BASE = "https://rest.uniprot.org"

def search_protein(query: str, fmt: str = "json", size: int = 5):
    """
    Search UniProtKB using Lucene-style query syntax.
    """
    url = f"{BASE}/uniprotkb/search"
    params = {"query": query, "format": fmt, "size": size}
    r = requests.get(url, params=params, timeout=30)
    r.raise_for_status()
    return r.json() if fmt == "json" else r.text

def retrieve_entry(accession: str, fmt: str = "json"):
    """
    Retrieve a UniProtKB entry by accession.
    """
    url = f"{BASE}/uniprotkb/{accession}"
    params = {"format": fmt}
    r = requests.get(url, params=params, timeout=30)
    r.raise_for_status()
    return r.json() if fmt == "json" else r.text

def id_mapping(from_db: str, to_db: str, ids, poll_interval_s: float = 1.0):
    """
    Map identifiers using UniProt ID Mapping.
    ids can be a list of strings or a comma-separated string.
    """
    if isinstance(ids, (list, tuple)):
        ids = ",".join(ids)

    # 1) Submit mapping job
    submit_url = f"{BASE}/idmapping/run"
    r = requests.post(
        submit_url,
        data={"from": from_db, "to": to_db, "ids": ids},
        timeout=30,
    )
    r.raise_for_status()
    job_id = r.json()["jobId"]

    # 2) Poll job status
    status_url = f"{BASE}/idmapping/status/{job_id}"
    while True:
        s = requests.get(status_url, timeout=30)
        s.raise_for_status()
        payload = s.json()
        if payload.get("jobStatus") in (None, "FINISHED"):
            break
        if payload.get("jobStatus") == "FAILED":
            raise RuntimeError(f"ID mapping failed: {payload}")
        time.sleep(poll_interval_s)

    # 3) Fetch results (JSON)
    results_url = f"{BASE}/idmapping/results/{job_id}"
    res = requests.get(results_url, params={"format": "json"}, timeout=30)
    res.raise_for_status()
    return res.json()

if __name__ == "__main__":
    # Search example: human BRCA1
    search = search_protein("gene:BRCA1 AND organism_id:9606", size=3)
    print("Search results (first accessions):",
          [item["primaryAccession"] for item in search.get("results", [])])
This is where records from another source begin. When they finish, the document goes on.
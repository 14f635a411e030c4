//! Scripted gateway and service harness shared by unit tests.

use crate::chat::ChatOrchestrator;
use crate::clock::{Clock, ManualClock};
use crate::extraction::LocalTextExtractor;
use crate::gateway::{
    ChatAnswer, ChatQuery, Chunk, ChunkBatch, ChunkMetadata, EmbedSummary, GatewayError,
    HealthReport, RemoteGateway, SessionRecord,
};
use crate::metrics::UsageMetrics;
use crate::pipeline::DocumentPipeline;
use crate::session::{SessionController, SourceType};
use crate::storage::{MemorySessionStorage, SessionStorage};
use async_trait::async_trait;
use std::collections::VecDeque;
use std::sync::Arc;
use std::sync::atomic::{AtomicUsize, Ordering};
use time::macros::datetime;
use tokio::sync::{Mutex, Notify};

#[derive(Debug, Clone, PartialEq)]
pub(crate) enum GatewayCall {
    CreateSession(SourceType),
    DeleteSession(String),
    GetSession(String),
    ChunkText {
        session_id: String,
        text: String,
        source_type: SourceType,
    },
    EmbedChunks {
        session_id: String,
        count: usize,
    },
    Chat(ChatQuery),
}

/// Gateway answering from per-operation queues, falling back to canned successes.
pub(crate) struct StubGateway {
    clock: ManualClock,
    next_id: AtomicUsize,
    calls: Mutex<Vec<GatewayCall>>,
    create: Mutex<VecDeque<Result<SessionRecord, GatewayError>>>,
    delete: Mutex<VecDeque<Result<(), GatewayError>>>,
    get: Mutex<VecDeque<Result<SessionRecord, GatewayError>>>,
    chunk: Mutex<VecDeque<Result<ChunkBatch, GatewayError>>>,
    embed: Mutex<VecDeque<Result<EmbedSummary, GatewayError>>>,
    chat: Mutex<VecDeque<Result<ChatAnswer, GatewayError>>>,
    get_gate: Mutex<Option<Arc<Notify>>>,
    chunk_gate: Mutex<Option<Arc<Notify>>>,
    chat_gate: Mutex<Option<Arc<Notify>>>,
}

impl StubGateway {
    pub(crate) fn new(clock: ManualClock) -> Self {
        Self {
            clock,
            next_id: AtomicUsize::new(1),
            calls: Mutex::new(Vec::new()),
            create: Mutex::new(VecDeque::new()),
            delete: Mutex::new(VecDeque::new()),
            get: Mutex::new(VecDeque::new()),
            chunk: Mutex::new(VecDeque::new()),
            embed: Mutex::new(VecDeque::new()),
            chat: Mutex::new(VecDeque::new()),
            get_gate: Mutex::new(None),
            chunk_gate: Mutex::new(None),
            chat_gate: Mutex::new(None),
        }
    }

    pub(crate) async fn calls(&self) -> Vec<GatewayCall> {
        self.calls.lock().await.clone()
    }

    pub(crate) async fn push_create(&self, result: Result<SessionRecord, GatewayError>) {
        self.create.lock().await.push_back(result);
    }

    pub(crate) async fn push_delete(&self, result: Result<(), GatewayError>) {
        self.delete.lock().await.push_back(result);
    }

    pub(crate) async fn push_get(&self, result: Result<SessionRecord, GatewayError>) {
        self.get.lock().await.push_back(result);
    }

    pub(crate) async fn push_chunk(&self, result: Result<ChunkBatch, GatewayError>) {
        self.chunk.lock().await.push_back(result);
    }

    pub(crate) async fn push_embed(&self, result: Result<EmbedSummary, GatewayError>) {
        self.embed.lock().await.push_back(result);
    }

    pub(crate) async fn push_chat(&self, result: Result<ChatAnswer, GatewayError>) {
        self.chat.lock().await.push_back(result);
    }

    /// Hold every session lookup until the returned handle is notified.
    pub(crate) async fn gate_get(&self) -> Arc<Notify> {
        let gate = Arc::new(Notify::new());
        *self.get_gate.lock().await = Some(Arc::clone(&gate));
        gate
    }

    /// Hold every chunk call until the returned handle is notified.
    pub(crate) async fn gate_chunk(&self) -> Arc<Notify> {
        let gate = Arc::new(Notify::new());
        *self.chunk_gate.lock().await = Some(Arc::clone(&gate));
        gate
    }

    /// Hold every chat call until the returned handle is notified.
    pub(crate) async fn gate_chat(&self) -> Arc<Notify> {
        let gate = Arc::new(Notify::new());
        *self.chat_gate.lock().await = Some(Arc::clone(&gate));
        gate
    }

    async fn record(&self, call: GatewayCall) {
        self.calls.lock().await.push(call);
    }

    async fn wait_on(gate: &Mutex<Option<Arc<Notify>>>) {
        let gate = gate.lock().await.clone();
        if let Some(gate) = gate {
            gate.notified().await;
        }
    }
}

#[async_trait]
impl RemoteGateway for StubGateway {
    async fn create_session(
        &self,
        source_type: SourceType,
    ) -> Result<SessionRecord, GatewayError> {
        self.record(GatewayCall::CreateSession(source_type)).await;
        if let Some(result) = self.create.lock().await.pop_front() {
            return result;
        }
        let n = self.next_id.fetch_add(1, Ordering::SeqCst);
        Ok(SessionRecord {
            id: format!("s{n}"),
            expires_at: self.clock.now() + time::Duration::minutes(30),
            source_type: Some(source_type),
            created_at: None,
            local_time: false,
        })
    }

    async fn delete_session(&self, session_id: &str) -> Result<(), GatewayError> {
        self.record(GatewayCall::DeleteSession(session_id.to_string()))
            .await;
        self.delete.lock().await.pop_front().unwrap_or(Ok(()))
    }

    async fn get_session(&self, session_id: &str) -> Result<SessionRecord, GatewayError> {
        self.record(GatewayCall::GetSession(session_id.to_string()))
            .await;
        Self::wait_on(&self.get_gate).await;
        if let Some(result) = self.get.lock().await.pop_front() {
            return result;
        }
        Ok(SessionRecord {
            id: session_id.to_string(),
            expires_at: self.clock.now() + time::Duration::minutes(30),
            source_type: None,
            created_at: None,
            local_time: false,
        })
    }

    async fn chunk_text(
        &self,
        session_id: &str,
        text: &str,
        source_type: SourceType,
    ) -> Result<ChunkBatch, GatewayError> {
        self.record(GatewayCall::ChunkText {
            session_id: session_id.to_string(),
            text: text.to_string(),
            source_type,
        })
        .await;
        Self::wait_on(&self.chunk_gate).await;
        if let Some(result) = self.chunk.lock().await.pop_front() {
            return result;
        }
        Ok(chunk_batch(text, source_type))
    }

    async fn embed_chunks(
        &self,
        session_id: &str,
        chunks: &[Chunk],
    ) -> Result<EmbedSummary, GatewayError> {
        self.record(GatewayCall::EmbedChunks {
            session_id: session_id.to_string(),
            count: chunks.len(),
        })
        .await;
        if let Some(result) = self.embed.lock().await.pop_front() {
            return result;
        }
        Ok(EmbedSummary {
            success: true,
            embedding_count: chunks.len(),
        })
    }

    async fn chat(&self, query: ChatQuery) -> Result<ChatAnswer, GatewayError> {
        let text = query.query.clone();
        self.record(GatewayCall::Chat(query)).await;
        Self::wait_on(&self.chat_gate).await;
        if let Some(result) = self.chat.lock().await.pop_front() {
            return result;
        }
        Ok(ChatAnswer {
            answer: format!("Answer to: {text}"),
            sources: vec!["chunk-0".to_string()],
            confidence: 0.9,
        })
    }

    async fn health(&self) -> HealthReport {
        HealthReport {
            healthy: true,
            message: "Document service is running".to_string(),
            service_url: "stub://gateway".to_string(),
        }
    }
}

/// One chunk per whitespace-separated word.
pub(crate) fn chunk_batch(text: &str, source_type: SourceType) -> ChunkBatch {
    let chunks: Vec<Chunk> = text
        .split_whitespace()
        .enumerate()
        .map(|(index, word)| Chunk {
            id: format!("chunk-{index}"),
            text: word.to_string(),
            index,
            metadata: ChunkMetadata {
                section: None,
                page_number: None,
                source_type,
            },
        })
        .collect();
    ChunkBatch {
        total_chunks: chunks.len(),
        chunks,
    }
}

/// Let spawned fire-and-forget tasks run to completion.
pub(crate) async fn settle() {
    for _ in 0..20 {
        tokio::task::yield_now().await;
    }
}

/// Services wired over a [`StubGateway`], an in-memory store and a frozen clock.
pub(crate) struct Harness {
    pub(crate) gateway: Arc<StubGateway>,
    pub(crate) clock: ManualClock,
    pub(crate) storage: Arc<MemorySessionStorage>,
    pub(crate) metrics: Arc<UsageMetrics>,
    pub(crate) sessions: Arc<SessionController>,
}

impl Harness {
    pub(crate) fn new() -> Self {
        Self::with_storage(MemorySessionStorage::new())
    }

    pub(crate) fn with_stored_id(session_id: &str) -> Self {
        Self::with_storage(MemorySessionStorage::with_session_id(session_id))
    }

    fn with_storage(storage: MemorySessionStorage) -> Self {
        let clock = ManualClock::new(datetime!(2025-03-01 09:00 UTC));
        let gateway = Arc::new(StubGateway::new(clock.clone()));
        let storage = Arc::new(storage);
        let sessions = Arc::new(SessionController::new(
            gateway.clone(),
            storage.clone(),
            Arc::new(clock.clone()),
        ));
        Self {
            gateway,
            clock,
            storage,
            metrics: Arc::new(UsageMetrics::new()),
            sessions,
        }
    }

    pub(crate) fn stored_id(&self) -> Option<String> {
        self.storage.get_session_id().ok().flatten()
    }

    pub(crate) fn pipeline(&self) -> DocumentPipeline {
        DocumentPipeline::new(
            Arc::new(LocalTextExtractor::new()),
            self.gateway.clone(),
            Arc::clone(&self.sessions),
            Arc::new(self.clock.clone()),
            Arc::clone(&self.metrics),
        )
    }

    pub(crate) fn chat(&self) -> ChatOrchestrator {
        ChatOrchestrator::new(
            self.gateway.clone(),
            Arc::clone(&self.sessions),
            Arc::new(self.clock.clone()),
            Arc::clone(&self.metrics),
            crate::config::DEFAULT_CHAT_TOP_K,
        )
    }
}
    # Retrieve entry example
    entry = retrieve_entry("P38398")  # UniProt accession for human BRCA1 (example)
    print("Entry primaryAccession:", entry.get("primaryAccession"))
    print("Protein name:", entry.get("proteinDescription", {}).get("recommendedName", {}).get("fullName", {}).get("value"))
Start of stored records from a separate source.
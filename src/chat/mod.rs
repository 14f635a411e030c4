//! Conversation about the ingested document.

pub mod service;
pub mod suggestions;
pub mod types;

pub use service::ChatOrchestrator;
pub use suggestions::{SuggestionReceiver, SuggestionSender, suggested_questions, suggestion_channel};
pub use types::{ChatError, ChatState, Message, Role, SendOutcome, SkipReason};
    # ID mapping example: gene name -> UniProtKB
    mapping = id_mapping(from_db="Gene_Name", to_db="UniProtKB", ids=["BRCA1"])
    print("Mapping results keys:", mapping.keys())

Implementation Details

  • Search Protein

    • Uses GET /uniprotkb/search
    • Key parameters:
      • query: Lucene-style query string (see references/query_syntax.md)
      • format: output format (default json)
      • Optional common parameters: size, fields, sort
    • Returns parsed JSON when format=json, otherwise raw text.
  • Retrieve Entry

    • Uses GET /uniprotkb/{accession}
    • Key parameters:
      • accession: UniProt accession (e.g., P12345)
      • format: output format (default json)
    • Suitable for fetching full record details for a known accession.
  • ID Mapping

    • Uses UniProt asynchronous mapping workflow:
      1. POST /idmapping/run with from, to, ids
      2. Poll GET /idmapping/status/{jobId} until finished
      3. Fetch GET /idmapping/results/{jobId}?format=json
    • ids accepts either a list or a comma-separated string.
    • Recommended parameters:
      • poll_interval_s: controls polling frequency to avoid excessive requests.
    • from_db / to_db must match UniProt-supported database identifiers (consult UniProt mapping documentation as needed).